Information provided below:

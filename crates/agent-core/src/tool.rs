//! Tool System
//!
//! Tools are registered once at startup and invoked by the agent loop.
//! Dispatch never fails: unknown names, handler errors and handler panics
//! all come back as an error-flagged [`ToolInvocationResult`].

use async_trait::async_trait;
use futures::FutureExt;
use serde::{Deserialize, Serialize};
use std::collections::HashMap;
use std::panic::AssertUnwindSafe;
use std::sync::Arc;

use crate::error::{AgentError, Result, ToolError};
use crate::message::ContentBlock;
use crate::schema::{object_schema, ParameterSchema};

/// Result content for a call naming no registered tool
pub const TOOL_NOT_FOUND: &str = "tool not found";

/// Tool call request from the LLM
#[derive(Clone, Debug, PartialEq, Serialize, Deserialize)]
pub struct ToolCall {
    /// Call ID, echoed back in the result
    pub id: String,

    /// Tool identifier
    pub name: String,

    /// Arguments exactly as the model sent them
    pub input: serde_json::Value,
}

impl ToolCall {
    /// Extract the call from a `ToolUse` block
    pub fn from_block(block: &ContentBlock) -> Option<Self> {
        match block {
            ContentBlock::ToolUse { id, name, input } => Some(Self {
                id: id.clone(),
                name: name.clone(),
                input: input.clone(),
            }),
            _ => None,
        }
    }
}

/// Normalized outcome of any tool invocation
#[derive(Clone, Debug, PartialEq, Eq, Serialize, Deserialize)]
pub struct ToolInvocationResult {
    /// Output (success payload or error message)
    pub content: String,

    /// Whether the invocation failed
    pub is_error: bool,
}

impl ToolInvocationResult {
    pub fn success(content: impl Into<String>) -> Self {
        Self {
            content: content.into(),
            is_error: false,
        }
    }

    pub fn error(content: impl Into<String>) -> Self {
        Self {
            content: content.into(),
            is_error: true,
        }
    }

    /// Turn into the `ToolResult` block answering `tool_use_id`
    pub fn into_block(self, tool_use_id: impl Into<String>) -> ContentBlock {
        ContentBlock::ToolResult {
            tool_use_id: tool_use_id.into(),
            content: self.content,
            is_error: self.is_error,
        }
    }
}

impl From<std::result::Result<String, ToolError>> for ToolInvocationResult {
    fn from(outcome: std::result::Result<String, ToolError>) -> Self {
        match outcome {
            Ok(content) => Self::success(content),
            Err(e) => Self::error(e.to_string()),
        }
    }
}

/// Tool definition schema (for LLM function calling)
#[derive(Clone, Debug, Serialize, Deserialize)]
pub struct ToolSchema {
    /// Unique tool identifier
    pub name: String,

    /// Human-readable description (shown to LLM)
    pub description: String,

    /// Parameter definitions
    pub parameters: Vec<ParameterSchema>,
}

impl ToolSchema {
    /// JSON-Schema object describing the tool's arguments
    pub fn input_schema(&self) -> serde_json::Value {
        object_schema(&self.parameters)
    }
}

/// Tool trait - implement to add new capabilities
#[async_trait]
pub trait Tool: Send + Sync {
    /// Get the tool's schema for LLM function calling
    fn schema(&self) -> ToolSchema;

    /// Run the tool on the model's raw arguments.
    ///
    /// Implementations decode `input` into their own parameter type and
    /// report every failure through `Err`.
    async fn execute(&self, input: &serde_json::Value) -> std::result::Result<String, ToolError>;
}

/// Read-only registry of available tools
#[derive(Default)]
pub struct ToolRegistry {
    tools: Vec<Arc<dyn Tool>>,
    index: HashMap<String, usize>,
}

impl ToolRegistry {
    /// Build the registry. Names must be unique.
    pub fn from_tools<I>(tools: I) -> Result<Self>
    where
        I: IntoIterator<Item = Arc<dyn Tool>>,
    {
        let mut registry = Self::default();

        for tool in tools {
            let name = tool.schema().name;
            if registry.index.contains_key(&name) {
                return Err(AgentError::DuplicateTool(name));
            }
            registry.index.insert(name, registry.tools.len());
            registry.tools.push(tool);
        }

        Ok(registry)
    }

    /// Get a tool by name
    pub fn get(&self, name: &str) -> Option<Arc<dyn Tool>> {
        self.index.get(name).map(|&i| self.tools[i].clone())
    }

    /// All tool schemas, in registration order
    pub fn schemas(&self) -> Vec<ToolSchema> {
        self.tools.iter().map(|t| t.schema()).collect()
    }

    /// Tool names, in registration order
    pub fn names(&self) -> Vec<String> {
        self.tools.iter().map(|t| t.schema().name).collect()
    }

    /// Number of registered tools
    pub fn len(&self) -> usize {
        self.tools.len()
    }

    pub fn is_empty(&self) -> bool {
        self.tools.is_empty()
    }

    /// Resolve and run one call. Never fails.
    pub async fn dispatch(&self, call: &ToolCall) -> ToolInvocationResult {
        let Some(tool) = self.get(&call.name) else {
            tracing::warn!(tool = %call.name, id = %call.id, "Tool not found");
            return ToolInvocationResult::error(TOOL_NOT_FOUND);
        };

        tracing::debug!(tool = %call.name, id = %call.id, "Executing tool");

        match AssertUnwindSafe(tool.execute(&call.input)).catch_unwind().await {
            Ok(outcome) => {
                let result = ToolInvocationResult::from(outcome);
                if result.is_error {
                    tracing::debug!(tool = %call.name, error = %result.content, "Tool failed");
                }
                result
            }
            Err(panic) => {
                let reason = panic
                    .downcast_ref::<&str>()
                    .map(|s| (*s).to_string())
                    .or_else(|| panic.downcast_ref::<String>().cloned())
                    .unwrap_or_else(|| "unknown panic".into());
                tracing::error!(tool = %call.name, %reason, "Tool panicked");
                ToolInvocationResult::error(format!("tool panicked: {reason}"))
            }
        }
    }
}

End of Information provided.

Required work »
Output the listing above in its entirety, exactly as given.

Reply to the exercise »
filename crates/agent-core/src/tool.rs
//! Tool System
//!
//! Tools are registered once at startup and invoked by the agent loop.
//! Dispatch never fails: unknown names, handler errors and handler panics
//! all come back as an error-flagged [`ToolInvocationResult`].

use async_trait::async_trait;
use futures::FutureExt;
use serde::{Deserialize, Serialize};
use std::collections::HashMap;
use std::panic::AssertUnwindSafe;
use std::sync::Arc;

use crate::error::{AgentError, Result, ToolError};
use crate::message::ContentBlock;
use crate::schema::{object_schema, ParameterSchema};

/// Result content for a call naming no registered tool
pub const TOOL_NOT_FOUND: &str = "tool not found";

/// Tool call request from the LLM
#[derive(Clone, Debug, PartialEq, Serialize, Deserialize)]
pub struct ToolCall {
    /// Call ID, echoed back in the result
    pub id: String,

    /// Tool identifier
    pub name: String,

    /// Arguments exactly as the model sent them
    pub input: serde_json::Value,
}

impl ToolCall {
    /// Extract the call from a `ToolUse` block
    pub fn from_block(block: &ContentBlock) -> Option<Self> {
        match block {
            ContentBlock::ToolUse { id, name, input } => Some(Self {
                id: id.clone(),
                name: name.clone(),
                input: input.clone(),
            }),
            _ => None,
        }
    }
}

/// Normalized outcome of any tool invocation
#[derive(Clone, Debug, PartialEq, Eq, Serialize, Deserialize)]
pub struct ToolInvocationResult {
    /// Output (success payload or error message)
    pub content: String,

    /// Whether the invocation failed
    pub is_error: bool,
}

impl ToolInvocationResult {
    pub fn success(content: impl Into<String>) -> Self {
        Self {
            content: content.into(),
            is_error: false,
        }
    }

    pub fn error(content: impl Into<String>) -> Self {
        Self {
            content: content.into(),
            is_error: true,
        }
    }

    /// Turn into the `ToolResult` block answering `tool_use_id`
    pub fn into_block(self, tool_use_id: impl Into<String>) -> ContentBlock {
        ContentBlock::ToolResult {
            tool_use_id: tool_use_id.into(),
            content: self.content,
            is_error: self.is_error,
        }
    }
}

impl From<std::result::Result<String, ToolError>> for ToolInvocationResult {
    fn from(outcome: std::result::Result<String, ToolError>) -> Self {
        match outcome {
            Ok(content) => Self::success(content),
            Err(e) => Self::error(e.to_string()),
        }
    }
}

/// Tool definition schema (for LLM function calling)
#[derive(Clone, Debug, Serialize, Deserialize)]
pub struct ToolSchema {
    /// Unique tool identifier
    pub name: String,

    /// Human-readable description (shown to LLM)
    pub description: String,

    /// Parameter definitions
    pub parameters: Vec<ParameterSchema>,
}

impl ToolSchema {
    /// JSON-Schema object describing the tool's arguments
    pub fn input_schema(&self) -> serde_json::Value {
        object_schema(&self.parameters)
    }
}

/// Tool trait - implement to add new capabilities
#[async_trait]
pub trait Tool: Send + Sync {
    /// Get the tool's schema for LLM function calling
    fn schema(&self) -> ToolSchema;

    /// Run the tool on the model's raw arguments.
    ///
    /// Implementations decode `input` into their own parameter type and
    /// report every failure through `Err`.
    async fn execute(&self, input: &serde_json::Value) -> std::result::Result<String, ToolError>;
}

/// Read-only registry of available tools
#[derive(Default)]
pub struct ToolRegistry {
    tools: Vec<Arc<dyn Tool>>,
    index: HashMap<String, usize>,
}

impl ToolRegistry {
    /// Build the registry. Names must be unique.
    pub fn from_tools<I>(tools: I) -> Result<Self>
    where
        I: IntoIterator<Item = Arc<dyn Tool>>,
    {
        let mut registry = Self::default();

        for tool in tools {
            let name = tool.schema().name;
            if registry.index.contains_key(&name) {
                return Err(AgentError::DuplicateTool(name));
            }
            registry.index.insert(name, registry.tools.len());
            registry.tools.push(tool);
        }

        Ok(registry)
    }

    /// Get a tool by name
    pub fn get(&self, name: &str) -> Option<Arc<dyn Tool>> {
        self.index.get(name).map(|&i| self.tools[i].clone())
    }

    /// All tool schemas, in registration order
    pub fn schemas(&self) -> Vec<ToolSchema> {
        self.tools.iter().map(|t| t.schema()).collect()
    }

    /// Tool names, in registration order
    pub fn names(&self) -> Vec<String> {
        self.tools.iter().map(|t| t.schema().name).collect()
    }

    /// Number of registered tools
    pub fn len(&self) -> usize {
        self.tools.len()
    }

    pub fn is_empty(&self) -> bool {
        self.tools.is_empty()
    }

    /// Resolve and run one call. Never fails.
    pub async fn dispatch(&self, call: &ToolCall) -> ToolInvocationResult {
        let Some(tool) = self.get(&call.name) else {
            tracing::warn!(tool = %call.name, id = %call.id, "Tool not found");
            return ToolInvocationResult::error(TOOL_NOT_FOUND);
        };

        tracing::debug!(tool = %call.name, id = %call.id, "Executing tool");

        match AssertUnwindSafe(tool.execute(&call.input)).catch_unwind().await {
            Ok(outcome) => {
                let result = ToolInvocationResult::from(outcome);
                if result.is_error {
                    tracing::debug!(tool = %call.name, error = %result.content, "Tool failed");
                }
                result
            }
            Err(panic) => {
                let reason = panic
                    .downcast_ref::<&str>()
                    .map(|s| (*s).to_string())
                    .or_else(|| panic.downcast_ref::<String>().cloned())
                    .unwrap_or_else(|| "unknown panic".into());
                tracing::error!(tool = %call.name, %reason, "Tool panicked");
                ToolInvocationResult::error(format!("tool panicked: {reason}"))
            }
        }
    }
}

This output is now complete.